Bis heute ist seine Behinderung „keine große Sache“ für ihn. „Ich werde oft gefragt, ob ich mir wünsche, der Unfall wäre nie passiert. Aber das kann ich nur verneinen. Ich habe die ganze Welt bereist, habe eine Familie gegründet, in Albaching ein Haus gebaut, einen neuen Beruf erlernt. Ich lebe und liebe mein Leben genau so, wie es ist“, betont er.
Handicap kein Thema
Seine Frau Sabrina lernte Ben Döring 2007 kennen. Sie wusste erst einmal gar nichts von seiner Behinderung. „Ich bin auf ihn zugekommen, er stand da und hat auf mich gewartet. Erst als wir miteinander losgelaufen sind, habe ich bemerkt, dass er ein bisschen hinkt. Und später hat er dann den Rollstuhl herausgeholt“, weiß Sabrina Döring noch gut. Für die 41-Jährige war das Handicap ihres Mannes aber nie Thema, im Gegenteil: „Ich habe ihn gesehen und wusste: Den heirate ich mal“, sagt sie lächelnd.

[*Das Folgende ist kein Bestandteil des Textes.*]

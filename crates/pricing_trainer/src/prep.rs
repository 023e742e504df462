//! Data preparation: the fit pass
//!
//! Engineers features, fits the categorical encoder in record order, builds
//! vectors and splits them. The encoder fit here is the only one; serving
//! loads it from `feature_info.json`.

use crate::dataset::Dataset;
use crate::errors::{Result, TrainerError};
use mhd_pricing_core::artifacts::{FEATURE_INFO_FILE, TEST_FILE, TRAIN_FILE};
use mhd_pricing_core::{
    CategoricalColumn, CategoricalEncoder, FeatureEngineer, FeatureInfo, FeatureVectorBuilder,
    PipelineError, RawPropertyRecord, FEATURE_COLUMNS,
};
use std::fs;
use std::path::Path;
use tracing::{debug, info, instrument, warn};

#[derive(Debug, Clone, Copy, PartialEq)]
pub struct PrepConfig {
    pub test_fraction: f64,
    pub seed: u64,
}

impl Default for PrepConfig {
    fn default() -> Self {
        Self {
            test_fraction: 0.2,
            seed: 42,
        }
    }
}

/// Output of the fit pass.
#[derive(Debug, Clone)]
pub struct PreparedData {
    pub train: Dataset,
    pub test: Dataset,
    pub feature_info: FeatureInfo,
    /// Records dropped for failing validation
    pub rejected: usize,
}

/// Run the fit pass over labeled records.
///
/// Invalid records are logged and dropped; a schema failure aborts.
#[instrument(skip_all, fields(records = records.len()))]
pub fn prepare(records: &[RawPropertyRecord], config: &PrepConfig) -> Result<PreparedData> {
    let mut accepted = Vec::with_capacity(records.len());
    let mut rejected = 0usize;
    for (i, record) in records.iter().enumerate() {
        let checked = record.validate().and_then(|_| match record.sale_price {
            Some(_) => Ok(()),
            None => Err(PipelineError::validation("sale_price", "training records need a price")),
        });
        match checked {
            Ok(()) => accepted.push(record),
            Err(err) if err.is_record_scoped() => {
                warn!(row = i, error = %err, "dropping invalid record");
                rejected += 1;
            }
            Err(err) => return Err(err.into()),
        }
    }

    let engineer = FeatureEngineer::new();
    let mut engineered = Vec::with_capacity(accepted.len());
    let mut targets = Vec::with_capacity(accepted.len());
    for (record, result) in accepted
        .iter()
        .zip(engineer.engineer_batch(accepted.iter().copied()))
    {
        match result {
            Ok(features) => {
                targets.push(record.sale_price.unwrap_or(0) as f64);
                engineered.push(features);
            }
            Err(err) if err.is_record_scoped() => {
                warn!(error = %err, "dropping record that failed feature engineering");
                rejected += 1;
            }
            Err(err) => return Err(err.into()),
        }
    }

    if engineered.len() < 2 {
        return Err(TrainerError::Dataset(format!(
            "only {} usable records after validation",
            engineered.len()
        )));
    }

    let encoder = CategoricalEncoder::fit(engineered.iter().map(|e| &e.raw));
    let builder = FeatureVectorBuilder::new(&encoder);
    let rows = engineered
        .iter()
        .map(|record| builder.build(record))
        .collect::<std::result::Result<Vec<_>, _>>()?;

    let (train, test) = Dataset::new(rows, targets)?.split(config.test_fraction, config.seed)?;
    let feature_info = FeatureInfo::new(&encoder, train.len(), test.len());

    info!(
        train = train.len(),
        test = test.len(),
        rejected,
        neighborhoods = encoder.table(CategoricalColumn::Neighborhood).len(),
        "prepared dataset"
    );
    log_target_stats("train", &train.targets);
    log_target_stats("test", &test.targets);
    for (column, (min, max)) in FEATURE_COLUMNS.iter().zip(train.feature_stats()) {
        debug!(column, min, max, "train feature range");
    }

    Ok(PreparedData {
        train,
        test,
        feature_info,
        rejected,
    })
}

/// Write the split files and `feature_info.json`; returns the feature_info fingerprint.
pub fn write_prepared<P: AsRef<Path>>(dir: P, data: &PreparedData) -> Result<String> {
    let dir = dir.as_ref();
    fs::create_dir_all(dir)?;
    data.train.to_csv(dir.join(TRAIN_FILE))?;
    data.test.to_csv(dir.join(TEST_FILE))?;
    data.feature_info.save(dir.join(FEATURE_INFO_FILE))?;
    let fingerprint = data.feature_info.fingerprint()?;
    info!(dir = %dir.display(), fingerprint = %fingerprint, "wrote prepared data");
    Ok(fingerprint)
}

fn log_target_stats(split: &str, targets: &[f64]) {
    if targets.is_empty() {
        return;
    }
    let mean = targets.iter().sum::<f64>() / targets.len() as f64;
    let mut sorted = targets.to_vec();
    sorted.sort_by(f64::total_cmp);
    let mid = sorted.len() / 2;
    let median = if sorted.len() % 2 == 0 {
        (sorted[mid - 1] + sorted[mid]) / 2.0
    } else {
        sorted[mid]
    };
    info!(split, mean = mean.round(), median = median.round(), "sale_price statistics");
}

#[cfg(test)]
mod tests {
    use super::*;
    use crate::synth::generate_dataset;
    use chrono::NaiveDate;
    use mhd_pricing_core::{vectorize, FEATURE_COUNT};
    use tempfile::tempdir;

    fn records(n: usize) -> Vec<RawPropertyRecord> {
        let as_of = NaiveDate::from_ymd_opt(2024, 6, 1).unwrap();
        generate_dataset(n, 42, as_of)
            .into_iter()
            .map(|s| s.record)
            .collect()
    }

    #[test]
    fn encoder_codes_follow_first_seen_order() {
        let records = records(200);
        let prepared = prepare(&records, &PrepConfig::default()).unwrap();
        let table = &prepared.feature_info.encoders[CategoricalColumn::Neighborhood.name()];
        assert_eq!(table.categories()[0], records[0].neighborhood);
        assert_eq!(prepared.train.len() + prepared.test.len(), 200);
        assert_eq!(prepared.test.len(), 40);
    }

    #[test]
    fn invalid_records_are_dropped_not_fatal() {
        let mut records = records(50);
        records[3].sqft = 100;
        records[7].neighborhood = "Atlantis".to_string();
        records[9].sale_price = None;

        let prepared = prepare(&records, &PrepConfig::default()).unwrap();
        assert_eq!(prepared.rejected, 3);
        assert_eq!(prepared.train.len() + prepared.test.len(), 47);
    }

    #[test]
    fn persisted_tables_reproduce_training_vectors() {
        let records = records(120);
        let prepared = prepare(&records, &PrepConfig::default()).unwrap();
        let dir = tempdir().unwrap();
        write_prepared(dir.path(), &prepared).unwrap();

        let info = FeatureInfo::load(dir.path().join(FEATURE_INFO_FILE)).unwrap();
        let encoder = info.encoder().unwrap();
        let all: Vec<_> = prepared
            .train
            .rows
            .iter()
            .chain(prepared.test.rows.iter())
            .map(|v| v.to_bits())
            .collect();

        for record in &records {
            let live = vectorize(&FeatureEngineer::new(), &encoder, record).unwrap();
            assert_eq!(live.vector.as_slice().len(), FEATURE_COUNT);
            assert!(all.contains(&live.vector.to_bits()));
        }
    }
}
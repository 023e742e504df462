//! MHD offline pipeline CLI
//!
//! generate -> prepare -> train -> evaluate, each step reading the previous
//! step's files.

use anyhow::{Context, Result};
use chrono::{NaiveDate, Utc};
use clap::{Args, Parser, Subcommand};
use mhd_pricing_trainer::pipeline::{evaluate_dir, generate_to, prepare_dir, train_dir};
use mhd_pricing_trainer::{GbdtConfig, PrepConfig};
use std::path::PathBuf;
use tracing::info;
use tracing_subscriber::EnvFilter;

#[derive(Parser, Debug)]
#[command(name = "mhd-train")]
#[command(author = "MHD Contributors")]
#[command(version = env!("CARGO_PKG_VERSION"))]
#[command(about = "Offline data generation and price-model training for MHD", long_about = None)]
struct Cli {
    /// Verbose logging
    #[arg(short, long, global = true)]
    verbose: bool,

    #[command(subcommand)]
    command: Command,
}

#[derive(Subcommand, Debug)]
enum Command {
    /// Generate a synthetic sales file
    Generate(GenerateArgs),
    /// Engineer features, fit encoders and split into train/test
    Prepare(PrepareArgs),
    /// Train the price model on prepared data
    Train(TrainArgs),
    /// Evaluate a trained model on the test split
    Evaluate(EvaluateArgs),
    /// Run all four steps under one working directory
    Pipeline(PipelineArgs),
}

#[derive(Args, Debug)]
struct GenerateArgs {
    /// Output CSV path
    #[arg(short, long, default_value = "data/raw/memphis_housing.csv")]
    output: PathBuf,

    #[command(flatten)]
    sampling: SamplingArgs,
}

#[derive(Args, Debug, Clone)]
struct SamplingArgs {
    /// Number of sales to generate
    #[arg(long, default_value = "5000")]
    samples: usize,

    /// Random seed
    #[arg(long = "generate-seed", default_value = "42")]
    seed: u64,

    /// Sale dates are drawn from the two years before this date (default: today)
    #[arg(long)]
    as_of: Option<NaiveDate>,
}

#[derive(Args, Debug)]
struct PrepareArgs {
    /// Raw sales CSV
    #[arg(short, long, default_value = "data/raw/memphis_housing.csv")]
    input: PathBuf,

    /// Output directory for train.csv, test.csv and feature_info.json
    #[arg(short, long, default_value = "data/processed")]
    output: PathBuf,

    #[command(flatten)]
    split: SplitArgs,
}

#[derive(Args, Debug, Clone)]
struct SplitArgs {
    /// Test set fraction
    #[arg(long, default_value = "0.2")]
    test_size: f64,

    /// Seed for the train/test split
    #[arg(long = "split-seed", default_value = "42")]
    seed: u64,
}

#[derive(Args, Debug)]
struct TrainArgs {
    /// Directory with prepared data
    #[arg(long, default_value = "data/processed")]
    data_dir: PathBuf,

    /// Output directory for the model artifacts
    #[arg(long, default_value = "models")]
    model_dir: PathBuf,

    #[command(flatten)]
    gbdt: GbdtArgs,
}

#[derive(Args, Debug, Clone)]
struct GbdtArgs {
    /// Number of boosting trees
    #[arg(long, default_value = "200")]
    trees: usize,

    /// Maximum tree depth
    #[arg(long, default_value = "6")]
    max_depth: usize,

    /// Minimum samples per leaf
    #[arg(long, default_value = "3")]
    min_samples_leaf: usize,

    /// Learning rate (fixed-point, e.g., 100000 = 0.1)
    #[arg(long, default_value = "100000")]
    learning_rate: i64,

    /// Quantization step for split thresholds
    #[arg(long, default_value = "1000")]
    quant_step: i64,
}

impl From<GbdtArgs> for GbdtConfig {
    fn from(args: GbdtArgs) -> Self {
        Self {
            num_trees: args.trees,
            max_depth: args.max_depth,
            min_samples_leaf: args.min_samples_leaf,
            learning_rate: args.learning_rate,
            quant_step: args.quant_step,
            ..GbdtConfig::default()
        }
    }
}

#[derive(Args, Debug)]
struct EvaluateArgs {
    #[arg(long, default_value = "models")]
    model_dir: PathBuf,

    #[arg(long, default_value = "data/processed")]
    data_dir: PathBuf,

    /// Output directory for evaluation_report.json and predictions.csv
    #[arg(long, default_value = "reports")]
    output_dir: PathBuf,
}

#[derive(Args, Debug)]
struct PipelineArgs {
    /// Working directory; data/, models/ and reports/ are created beneath it
    #[arg(long, default_value = ".")]
    workdir: PathBuf,

    #[command(flatten)]
    sampling: SamplingArgs,

    #[command(flatten)]
    split: SplitArgs,

    #[command(flatten)]
    gbdt: GbdtArgs,
}

fn main() -> Result<()> {
    let cli = Cli::parse();

    let default_level = if cli.verbose { "debug" } else { "info" };
    let filter = EnvFilter::try_from_default_env().unwrap_or_else(|_| EnvFilter::new(default_level));
    tracing_subscriber::fmt()
        .with_env_filter(filter)
        .with_target(false)
        .try_init()
        .map_err(|e| anyhow::anyhow!("Failed to set tracing subscriber: {e}"))?;

    info!("MHD Pricing Trainer v{}", env!("CARGO_PKG_VERSION"));

    match cli.command {
        Command::Generate(args) => {
            let as_of = args.sampling.as_of.unwrap_or_else(|| Utc::now().date_naive());
            generate_to(&args.output, args.sampling.samples, args.sampling.seed, as_of)
                .context("Failed to generate sales")?;
        }
        Command::Prepare(args) => {
            let config = PrepConfig {
                test_fraction: args.split.test_size,
                seed: args.split.seed,
            };
            prepare_dir(&args.input, &args.output, &config).context("Failed to prepare data")?;
        }
        Command::Train(args) => {
            train_dir(&args.data_dir, &args.model_dir, args.gbdt.into())
                .context("Failed to train model")?;
        }
        Command::Evaluate(args) => {
            evaluate_dir(&args.model_dir, &args.data_dir, &args.output_dir)
                .context("Failed to evaluate model")?;
        }
        Command::Pipeline(args) => run_pipeline(args)?,
    }

    Ok(())
}

fn run_pipeline(args: PipelineArgs) -> Result<()> {
    let raw = args.workdir.join("data/raw/memphis_housing.csv");
    let processed = args.workdir.join("data/processed");
    let models = args.workdir.join("models");
    let reports = args.workdir.join("reports");
    let as_of = args.sampling.as_of.unwrap_or_else(|| Utc::now().date_naive());

    info!("Step 1/4: generate");
    generate_to(&raw, args.sampling.samples, args.sampling.seed, as_of)
        .context("Failed to generate sales")?;

    info!("Step 2/4: prepare");
    let config = PrepConfig {
        test_fraction: args.split.test_size,
        seed: args.split.seed,
    };
    prepare_dir(&raw, &processed, &config).context("Failed to prepare data")?;

    info!("Step 3/4: train");
    let outcome = train_dir(&processed, &models, args.gbdt.into()).context("Failed to train model")?;

    info!("Step 4/4: evaluate");
    evaluate_dir(&models, &processed, &reports).context("Failed to evaluate model")?;

    info!("✓ Pipeline completed, model hash {}", outcome.model_hash);
    Ok(())
}
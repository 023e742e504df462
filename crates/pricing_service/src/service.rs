//! Prediction service
//!
//! Stateless over a shared [`ServingContext`]: each call validates, runs the
//! shared transform and scores, touching nothing but atomic counters.

use crate::context::ServingContext;
use crate::request::PropertyRequest;
use mhd_pricing_core::{
    vectorize, FeatureEngineer, FeatureVector, PipelineError, RawPropertyRecord, Regressor, Result,
};
use serde::{Deserialize, Serialize};
use std::sync::atomic::{AtomicU64, Ordering};
use std::sync::Arc;
use tracing::{debug, warn};

/// Dollars per square foot used by the heuristic estimate.
pub const HEURISTIC_PRICE_PER_SQFT: f64 = 120.0;
/// Uplift per school-rating point in the heuristic estimate.
pub const HEURISTIC_SCHOOL_UPLIFT: f64 = 0.05;

pub const HEURISTIC_WARNING: &str =
    "no model loaded: heuristic estimate from square footage and school rating";

/// How a prediction was produced.
#[derive(Debug, Clone, Copy, PartialEq, Eq, Serialize, Deserialize)]
#[serde(rename_all = "snake_case")]
pub enum PredictionMode {
    Model,
    Heuristic,
}

#[derive(Debug, Clone, Copy, PartialEq, Serialize, Deserialize)]
pub struct ConfidenceRange {
    pub low: f64,
    pub high: f64,
}

/// Echo of the key inputs behind a prediction.
#[derive(Debug, Clone, PartialEq, Serialize, Deserialize)]
pub struct FeaturesUsed {
    pub sqft: u32,
    pub beds: u32,
    pub baths: f64,
    pub neighborhood: String,
    pub year_built: i32,
}

impl From<&RawPropertyRecord> for FeaturesUsed {
    fn from(record: &RawPropertyRecord) -> Self {
        Self {
            sqft: record.sqft,
            beds: record.beds,
            baths: record.baths,
            neighborhood: record.neighborhood.clone(),
            year_built: record.year_built,
        }
    }
}

#[derive(Debug, Clone, PartialEq, Serialize, Deserialize)]
pub struct PredictionResponse {
    pub predicted_price: f64,
    pub confidence_range: ConfidenceRange,
    pub features_used: FeaturesUsed,
    pub mode: PredictionMode,
    #[serde(default, skip_serializing_if = "Option::is_none")]
    pub warning: Option<String>,
    /// Categorical columns that fell back to the unseen code
    #[serde(default, skip_serializing_if = "Vec::is_empty")]
    pub unseen_categories: Vec<String>,
}

/// One entry of a batch response: a prediction or the reason it was rejected.
#[derive(Debug, Clone, PartialEq, Serialize, Deserialize)]
#[serde(untagged)]
pub enum BatchItem {
    Prediction(PredictionResponse),
    Rejected { error: String },
}

#[derive(Debug, Clone, Copy, PartialEq, Eq, Serialize, Deserialize)]
pub struct ServiceStatsSnapshot {
    pub predictions: u64,
    pub heuristic_predictions: u64,
    pub rejected: u64,
    pub unseen_categories: u64,
}

#[derive(Debug, Default)]
struct ServiceStats {
    predictions: AtomicU64,
    heuristic_predictions: AtomicU64,
    rejected: AtomicU64,
    unseen_categories: AtomicU64,
}

impl ServiceStats {
    fn on_prediction(&self, mode: PredictionMode) {
        self.predictions.fetch_add(1, Ordering::Relaxed);
        if mode == PredictionMode::Heuristic {
            self.heuristic_predictions.fetch_add(1, Ordering::Relaxed);
        }
    }

    fn on_rejected(&self) {
        self.rejected.fetch_add(1, Ordering::Relaxed);
    }

    fn on_unseen(&self, count: usize) {
        self.unseen_categories.fetch_add(count as u64, Ordering::Relaxed);
    }

    fn snapshot(&self) -> ServiceStatsSnapshot {
        ServiceStatsSnapshot {
            predictions: self.predictions.load(Ordering::Relaxed),
            heuristic_predictions: self.heuristic_predictions.load(Ordering::Relaxed),
            rejected: self.rejected.load(Ordering::Relaxed),
            unseen_categories: self.unseen_categories.load(Ordering::Relaxed),
        }
    }
}

/// Round to the nearest thousand dollars.
pub fn round_to_thousand(value: f64) -> f64 {
    (value / 1000.0).round() * 1000.0
}

/// Symmetric band of `fraction` around `price`, bounds rounded to 1000.
pub fn confidence_band(price: f64, fraction: f64) -> ConfidenceRange {
    ConfidenceRange {
        low: round_to_thousand(price * (1.0 - fraction)),
        high: round_to_thousand(price * (1.0 + fraction)),
    }
}

/// Degraded-mode estimate: `sqft * 120 * (1 + school_rating * 0.05)`.
pub fn heuristic_price(record: &RawPropertyRecord) -> f64 {
    f64::from(record.sqft)
        * HEURISTIC_PRICE_PER_SQFT
        * (1.0 + f64::from(record.school_rating) * HEURISTIC_SCHOOL_UPLIFT)
}

pub struct PredictionService {
    context: Arc<ServingContext>,
    engineer: FeatureEngineer,
    band_fraction: f64,
    stats: ServiceStats,
}

impl PredictionService {
    pub fn new(context: Arc<ServingContext>, band_fraction: f64) -> Self {
        Self {
            context,
            engineer: FeatureEngineer::new(),
            band_fraction,
            stats: ServiceStats::default(),
        }
    }

    pub fn context(&self) -> &ServingContext {
        &self.context
    }

    pub fn band_fraction(&self) -> f64 {
        self.band_fraction
    }

    pub fn stats(&self) -> ServiceStatsSnapshot {
        self.stats.snapshot()
    }

    /// Point estimate for an already-built vector.
    pub fn predict_vector(regressor: &dyn Regressor, vector: &FeatureVector) -> f64 {
        regressor.predict(vector)
    }

    /// Validate a request and price it.
    pub fn predict(&self, request: &PropertyRequest) -> Result<PredictionResponse> {
        let record = request.to_record().map_err(|err| {
            self.stats.on_rejected();
            err
        })?;
        self.predict_record(&record)
    }

    /// Price a validated record.
    ///
    /// With a model loaded this is the shared transform plus the regressor;
    /// without one it is the heuristic, flagged as such.
    pub fn predict_record(&self, record: &RawPropertyRecord) -> Result<PredictionResponse> {
        let (price, mode, unseen_categories) = match self.context.model() {
            Some(model) => {
                let assembled = vectorize(&self.engineer, &model.encoder, record)?;
                if !assembled.unseen.is_empty() {
                    self.stats.on_unseen(assembled.unseen.len());
                }
                let price = Self::predict_vector(model.regressor.as_ref(), &assembled.vector);
                if !price.is_finite() {
                    return Err(PipelineError::schema(format!(
                        "regressor returned non-finite price {price}"
                    )));
                }
                let unseen = assembled.unseen.iter().map(|c| c.name().to_string()).collect();
                (price, PredictionMode::Model, unseen)
            }
            None => (heuristic_price(record), PredictionMode::Heuristic, Vec::new()),
        };

        self.stats.on_prediction(mode);
        debug!(
            neighborhood = %record.neighborhood,
            price,
            mode = ?mode,
            "priced record"
        );

        Ok(PredictionResponse {
            predicted_price: round_to_thousand(price),
            confidence_range: confidence_band(price, self.band_fraction),
            features_used: FeaturesUsed::from(record),
            mode,
            warning: (mode == PredictionMode::Heuristic).then(|| HEURISTIC_WARNING.to_string()),
            unseen_categories,
        })
    }

    /// Price a batch. Invalid entries are rejected in place; a schema error
    /// fails the whole batch.
    pub fn predict_batch(&self, requests: &[PropertyRequest]) -> Result<Vec<BatchItem>> {
        let mut items = Vec::with_capacity(requests.len());
        for (i, request) in requests.iter().enumerate() {
            match self.predict(request) {
                Ok(prediction) => items.push(BatchItem::Prediction(prediction)),
                Err(err) if err.is_record_scoped() => {
                    warn!(index = i, error = %err, "rejected batch entry");
                    items.push(BatchItem::Rejected {
                        error: err.to_string(),
                    });
                }
                Err(err) => return Err(err),
            }
        }
        Ok(items)
    }
}
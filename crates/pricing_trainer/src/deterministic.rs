//! Deterministic utilities for reproducible generation and training
//!
//! The random source is an explicit dependency: generation consumes it in a
//! fixed order, and tests substitute a scripted sequence to check that order.

use rand::rngs::StdRng;
use rand::{Rng, SeedableRng};

/// A stream of uniform draws in `[0, 1)`.
///
/// Every derived distribution below is built from `next_f64`, so the number
/// of draws each sampling step consumes is fixed and documented.
pub trait RandomSource {
    fn next_f64(&mut self) -> f64;

    /// Uniform in `[low, high)`. One draw.
    fn uniform(&mut self, low: f64, high: f64) -> f64 {
        low + (high - low) * self.next_f64()
    }

    /// Uniform integer in `[0, n)`. One draw.
    fn below(&mut self, n: usize) -> usize {
        if n == 0 {
            return 0;
        }
        ((self.next_f64() * n as f64) as usize).min(n - 1)
    }

    /// Standard normal via Box-Muller. Two draws; the second variate is discarded.
    fn standard_normal(&mut self) -> f64 {
        let u1 = self.next_f64();
        let u2 = self.next_f64();
        (-2.0 * (1.0 - u1).ln()).sqrt() * (2.0 * std::f64::consts::PI * u2).cos()
    }

    /// Exponential with the given mean. One draw.
    fn exponential(&mut self, mean: f64) -> f64 {
        -mean * (1.0 - self.next_f64()).ln()
    }

    /// Index drawn from a discrete distribution. One draw.
    fn choose_weighted(&mut self, weights: &[f64]) -> usize {
        if weights.is_empty() {
            return 0;
        }
        let total: f64 = weights.iter().sum();
        let target = self.next_f64() * total;
        let mut cumulative = 0.0;
        for (i, weight) in weights.iter().enumerate() {
            cumulative += weight;
            if target < cumulative {
                return i;
            }
        }
        weights.len() - 1
    }
}

/// Seeded source backed by `StdRng`.
#[derive(Clone, Debug)]
pub struct SeededSource {
    rng: StdRng,
}

impl SeededSource {
    pub fn new(seed: u64) -> Self {
        Self {
            rng: StdRng::seed_from_u64(seed),
        }
    }
}

impl RandomSource for SeededSource {
    fn next_f64(&mut self) -> f64 {
        self.rng.gen::<f64>()
    }
}

/// Replays a fixed list of draws, cycling when exhausted.
#[derive(Clone, Debug, Default)]
pub struct SequenceSource {
    values: Vec<f64>,
    position: usize,
    consumed: usize,
}

impl SequenceSource {
    pub fn new(values: Vec<f64>) -> Self {
        Self {
            values,
            position: 0,
            consumed: 0,
        }
    }

    /// Number of draws taken so far.
    pub fn consumed(&self) -> usize {
        self.consumed
    }
}

impl RandomSource for SequenceSource {
    fn next_f64(&mut self) -> f64 {
        self.consumed += 1;
        if self.values.is_empty() {
            return 0.0;
        }
        let value = self.values[self.position % self.values.len()];
        self.position += 1;
        value
    }
}

/// Deterministic xxhash64-like hash in pure i64 arithmetic, used for row ordering.
pub fn xxhash64_i64(data: &[i64], seed: i64) -> i64 {
    const PRIME1: i64 = 0x9E3779B185EBCA87_u64 as i64;
    const PRIME2: i64 = 0xC2B2AE3D27D4EB4F_u64 as i64;
    const PRIME3: i64 = 0x165667B19E3779F9_u64 as i64;
    const PRIME5: i64 = 0x85EBCA77C2B2AE63_u64 as i64;

    let mut h = seed.wrapping_add(PRIME5);

    for &val in data {
        h = h.wrapping_add(val.wrapping_mul(PRIME3));
        h = h.rotate_left(17).wrapping_mul(PRIME2);
    }

    h ^= h >> 33;
    h = h.wrapping_mul(PRIME1);
    h ^= h >> 29;
    h = h.wrapping_mul(PRIME2);
    h ^= h >> 32;

    h
}

/// Deterministic tie-breaker for split selection.
/// Orders by `(feature_idx, threshold, node_id)`.
#[derive(Debug, Clone, Copy, PartialEq, Eq, PartialOrd, Ord)]
pub struct SplitTieBreaker {
    pub feature_idx: usize,
    pub threshold: i64,
    pub node_id: usize,
}

impl SplitTieBreaker {
    pub fn new(feature_idx: usize, threshold: i64, node_id: usize) -> Self {
        Self {
            feature_idx,
            threshold,
            node_id,
        }
    }
}

#[cfg(test)]
mod tests {
    use super::*;

    #[test]
    fn seeded_source_is_reproducible() {
        let mut a = SeededSource::new(42);
        let mut b = SeededSource::new(42);
        for _ in 0..100 {
            assert_eq!(a.next_f64().to_bits(), b.next_f64().to_bits());
        }
    }

    #[test]
    fn draws_stay_in_unit_interval() {
        let mut rng = SeededSource::new(7);
        for _ in 0..1000 {
            let u = rng.next_f64();
            assert!((0.0..1.0).contains(&u));
            assert!(rng.below(10) < 10);
        }
    }

    #[test]
    fn sequence_source_cycles_and_counts() {
        let mut seq = SequenceSource::new(vec![0.1, 0.2]);
        assert_eq!(seq.next_f64(), 0.1);
        assert_eq!(seq.next_f64(), 0.2);
        assert_eq!(seq.next_f64(), 0.1);
        assert_eq!(seq.consumed(), 3);
    }

    #[test]
    fn zero_draws_give_distribution_minima() {
        let mut seq = SequenceSource::new(vec![0.0]);
        assert_eq!(seq.standard_normal(), 0.0);
        assert_eq!(seq.exponential(0.25), 0.0);
        assert_eq!(seq.choose_weighted(&[0.6, 0.4]), 0);
        assert_eq!(seq.below(5), 0);
        assert_eq!(seq.consumed(), 5);
    }

    #[test]
    fn weighted_choice_respects_cumulative_bounds() {
        let mut seq = SequenceSource::new(vec![0.59, 0.61, 0.999]);
        let weights = [0.6, 0.4];
        assert_eq!(seq.choose_weighted(&weights), 0);
        assert_eq!(seq.choose_weighted(&weights), 1);
        assert_eq!(seq.choose_weighted(&weights), 1);
    }

    #[test]
    fn xxhash64_depends_on_seed() {
        let data = vec![1, 2, 3, 4, 5];
        assert_eq!(xxhash64_i64(&data, 42), xxhash64_i64(&data, 42));
        assert_ne!(xxhash64_i64(&data, 42), xxhash64_i64(&data, 43));
    }

    #[test]
    fn tie_breaker_ordering() {
        let t1 = SplitTieBreaker::new(0, 100, 0);
        let t2 = SplitTieBreaker::new(0, 100, 1);
        let t3 = SplitTieBreaker::new(1, 50, 0);

        assert!(t1 < t2);
        assert!(t1 < t3);
    }
}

Später folgte der nächste Schicksalsschlag für die Familie. Sabrina Döring erhielt im Oktober 2014 die Hiobsbotschaft: Sie hat Leukämie. Sie bekämpfte den Blutkrebs mit Bestrahlung und Chemotherapie erfolgreich, erkrankte aber im Herbst 2022 erneut daran. Im Klinikum Rechts der Isar in München wurde die 41-Jährige behandelt – und durch eine Stammzellenspende gerettet. Für die Dörings ein „unglaubliches Glück“. „Wir haben schon viel erlebt. Aber für uns ist klar: Wir machen immer das Beste aus der Situation“, so das Ehepaar einhellig. Für die Zukunft wünschen sich die beiden „mal ein ruhiges Jahr“.